Go over the entries below line by line, copying each one that contains the word "error".

________________

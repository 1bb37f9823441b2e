//! Webhook manager extension.
//!
//! Keeps a named list of webhook configurations in a single key-value slot,
//! lets the host create, select, edit, delete and test them, and reports
//! every outcome as a transient notification. The host talks to the
//! extension over newline-delimited JSON-RPC on stdin/stdout.

pub mod config;
pub mod error;
pub mod notify;
pub mod ops;
pub mod registry;
pub mod rpc;
pub mod state;
pub mod storage;
pub mod transport;
pub mod types;
pub mod view;

pub use error::{RegistryError, Result};
pub use registry::{Confirmation, Registry, TestRun};
pub use types::{WebhookDraft, WebhookRecord, WebhookStatus};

________________

> **Response area**
pub mod error;
pub use error::{RegistryError, Result};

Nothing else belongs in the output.